Viadana Il rugby è una misteriosa ed equilibrata accozzaglia di idee e regole che apparentemente non hanno senso né logica eppure c’è una certezza che chiunque abbia la passione per questo sport ben conosce. E cioè che tutto è calibrato con una precisione quasi ingegneristica affinché questa disciplina, in una visione d’insieme, si manifesti come un mosaico perfetto. Uno dei tanti strati di questo ingegnoso e sofisticato meccanismo è il ruolo con la maglia numero 3, il famigerato pilone destro. A Viadana si è appena aggregato al gruppo proprio un pretendente a questa maglia: Lautaro Saisi che avrà un’agguerrita concorrenza in Bruno Vallesi e in Rodrigo Oubina, una delle personalità più spiccate del “branco” dei leoni gialloneri.
Lautaro, qual è stata la prima sensazione appena sei arrivato?
«La prima settimana di precampionato è stata fisicamente impegnativa, con test e tanto gioco con la palla per guadagnare un po’ di respiro. Ho anche trovato una squadra socialmente ricettiva e determinata nel conquistare il proprio posto in campo, ma con una sana competizione, e questo aiuta molto nell’adattamento e nel rapporto con i giocatori».
Oltre al rugby…
«Da bambino giocavo a calcio, ma ho smesso e ho provato il sollevamento pesi olimpico un’estate. Ho dovuto smettere quando è iniziata la stagione del rugby perché era un po’ controproducente tenere attive entrambe le opzioni. E mi piace scalare montagne quando vado in vacanza».

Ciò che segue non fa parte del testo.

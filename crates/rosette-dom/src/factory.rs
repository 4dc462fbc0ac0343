//! Chooses the component kind that mounts a node.

use crate::component::{CompositeComponent, ComponentInstance, HostComponent, TextComponent};
use crate::element::{ElementType, Node};
use crate::error::{RenderError, RenderResult};
use crate::render::RenderConfig;

/// Wrap `node` in the component kind that mounts it, validating tag names.
///
/// - strings and numbers mount as [`TextComponent`]
/// - host descriptors mount as [`HostComponent`]
/// - composite descriptors mount as [`CompositeComponent`]
pub fn instantiate_component(node: &Node) -> RenderResult<ComponentInstance> {
    instantiate_component_with(node, &RenderConfig::default())
}

/// [`instantiate_component`] honoring `config`.
pub fn instantiate_component_with(
    node: &Node,
    config: &RenderConfig,
) -> RenderResult<ComponentInstance> {
    let element = match node {
        Node::Text(_) | Node::Number(_) => {
            let text = node.text_value().unwrap_or_default();
            return Ok(ComponentInstance::Text(TextComponent::new(text)));
        }
        Node::Element(element) => element,
    };

    match element.element_type() {
        ElementType::Host(tag) => {
            if config.validate_tag_names && !is_valid_tag_name(tag) {
                return Err(RenderError::InvalidElementType {
                    type_name: tag.clone(),
                });
            }
            Ok(ComponentInstance::Host(HostComponent::new(element.clone())))
        }
        ElementType::Composite(class) => CompositeComponent::new(element.clone())
            .map(ComponentInstance::Composite)
            .ok_or_else(|| RenderError::InvalidElementType {
                type_name: class.name().to_string(),
            }),
    }
}

/// Tag names start with an ASCII letter followed by letters, digits or `-`.
pub fn is_valid_tag_name(tag: &str) -> bool {
    let mut chars = tag.chars();
    chars.next().is_some_and(|c| c.is_ascii_alphabetic())
        && chars.all(|c| c.is_ascii_alphanumeric() || c == '-')
}

#[cfg(test)]
mod tests {
    use super::*;
    use crate::class::{ClassSpec, create_class};
    use crate::element::create_element;

    #[test]
    fn test_kinds() {
        let text = instantiate_component(&Node::from("hi")).unwrap();
        assert_eq!(text.as_text().map(|t| t.text()), Some("hi"));

        let number = instantiate_component(&Node::from(3)).unwrap();
        assert_eq!(number.as_text().map(|t| t.text()), Some("3"));

        let div = Node::from(create_element("div", None, Vec::new()));
        let host = instantiate_component(&div).unwrap();
        assert_eq!(host.as_host().map(|h| h.tag_name()), Some("div"));

        let class = create_class(ClassSpec::new().display_name("Panel"));
        let panel = Node::from(create_element(&class, None, Vec::new()));
        let composite = instantiate_component(&panel).unwrap();
        assert_eq!(composite.as_composite().map(|c| c.name()), Some("Panel"));
    }

    #[test]
    fn test_invalid_tag_names() {
        for tag in ["", "1div", "di v", "<p>"] {
            let node = Node::from(create_element(tag, None, Vec::new()));
            assert!(matches!(
                instantiate_component(&node),
                Err(RenderError::InvalidElementType { .. })
            ));
        }

        let lenient = RenderConfig::default().with_validate_tag_names(false);
        let node = Node::from(create_element("1div", None, Vec::new()));
        assert!(instantiate_component_with(&node, &lenient).is_ok());
    }

    #[test]
    fn test_custom_element_names_are_valid() {
        assert!(is_valid_tag_name("my-widget"));
        assert!(is_valid_tag_name("h1"));
    }
}
//! Error types for host document operations.

use std::fmt;

/// Errors raised by a [`HostDocument`](crate::HostDocument) implementation.
#[derive(Debug, Clone, PartialEq, Eq)]
pub enum HostError {
    /// The document is not reachable (e.g. running outside a browser).
    DomUnavailable,

    /// No element with the given id exists to act as a container.
    ContainerNotFound {
        /// The container id that was looked up.
        id: String,
    },

    /// Wrapper around an exception raised by the host.
    Js {
        /// Message extracted from the exception.
        message: String,
    },
}

impl fmt::Display for HostError {
    fn fmt(&self, f: &mut fmt::Formatter<'_>) -> fmt::Result {
        match self {
            HostError::DomUnavailable => write!(f, "DOM is not available"),
            HostError::ContainerNotFound { id } => {
                write!(f, "Failed to find container element with id `{}`", id)
            }
            HostError::Js { message } => write!(f, "JavaScript error: {}", message),
        }
    }
}

impl std::error::Error for HostError {}

/// Result type alias for host operations.
pub type HostResult<T> = Result<T, HostError>;

#[cfg(test)]
mod tests {
    use super::*;

    #[test]
    fn test_display_container_not_found() {
        let err = HostError::ContainerNotFound { id: "app".into() };
        assert_eq!(err.to_string(), "Failed to find container element with id `app`");
    }
}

Qual è l’obiettivo che ti sei posto?
«Vorrei raggiungere un obiettivo con il Viadana che abbia un impatto positivo sul club. Personalmente, il mio obiettivo sarebbe quello di mantenere un gioco costante e sciolto e, ovviamente, la mischia, ed essere sempre pronto a qualsiasi opportunità che possa presentarsi».
Quando non giochi a rugby cosa ti piace fare?
«Quando ero bambino giocavo a calcio, come portiere, ma davvero male. Ora mi piace cucinare. Sto anche scrivendo un libro e l’anno scorso sono riuscito a prendere un diploma in Francia: mi piace studiare. Mi sono laureato in Argentina, ma un giorno prenderò il titolo di studio anche in Europa. Un’altra cosa importante è mantenere la disciplina nello studio e pensare al domani senza perdere la concentrazione sul presente. Studio e cucino, in poche parole!»
Potresti raccontarci la tua… storia ovale?
«Ho iniziato all’età di 4 anni nel Club Pueyrredón di Buenos Aires, ma giocavo anche a calcio e visto che continuavo a fare falli – ride di gusto – mio padre mi portò al San Isidro per un provino. Ho giocato tutta la mia vita a Puey fino al 2022, quando mi hanno chiamato per partecipare alla preseason con il Jaguares XV. E’ andata bene e mi hanno scelto per far parte della squadra che avrebbe giocato la SLAR. Dal Jaguares XV, una volta terminato il torneo, mi hanno chiamato per giocare a Chambery in Francia. Sono rimasto a Chambery per una stagione, poi ho firmato per il Digione, dove ho giocato per un anno. Quando è iniziata la seconda annata, il club è fallito per problemi finanziari: questo mi ha costretto a cercare un altro team a metà stagione, cosa difficile dato che tutte le squadre erano già formate. Dopo quasi due mesi, il Chartres mi ha cercato per unirmi alla loro squadra come jolly medico e sono rimasto fino alla fine della stagione. Non ho rinnovato con loro perché siamo arrivati primi nel torneo con l’obiettivo della promozione, ma poi siamo stati retrocessi per problemi amministrativi invece di poter giocare i meritati play off».
Cosa ti ha dato la Francia?
«Mi ha portato molti vantaggi: sono riuscito a migliorare il mio apporto in mischia, che considero un punto di forza del mio gioco e del mio modo di vedere questo sport. Il rugby in Francia è fisico in termini di colpi e si concentra molto sulla gestione della mischia».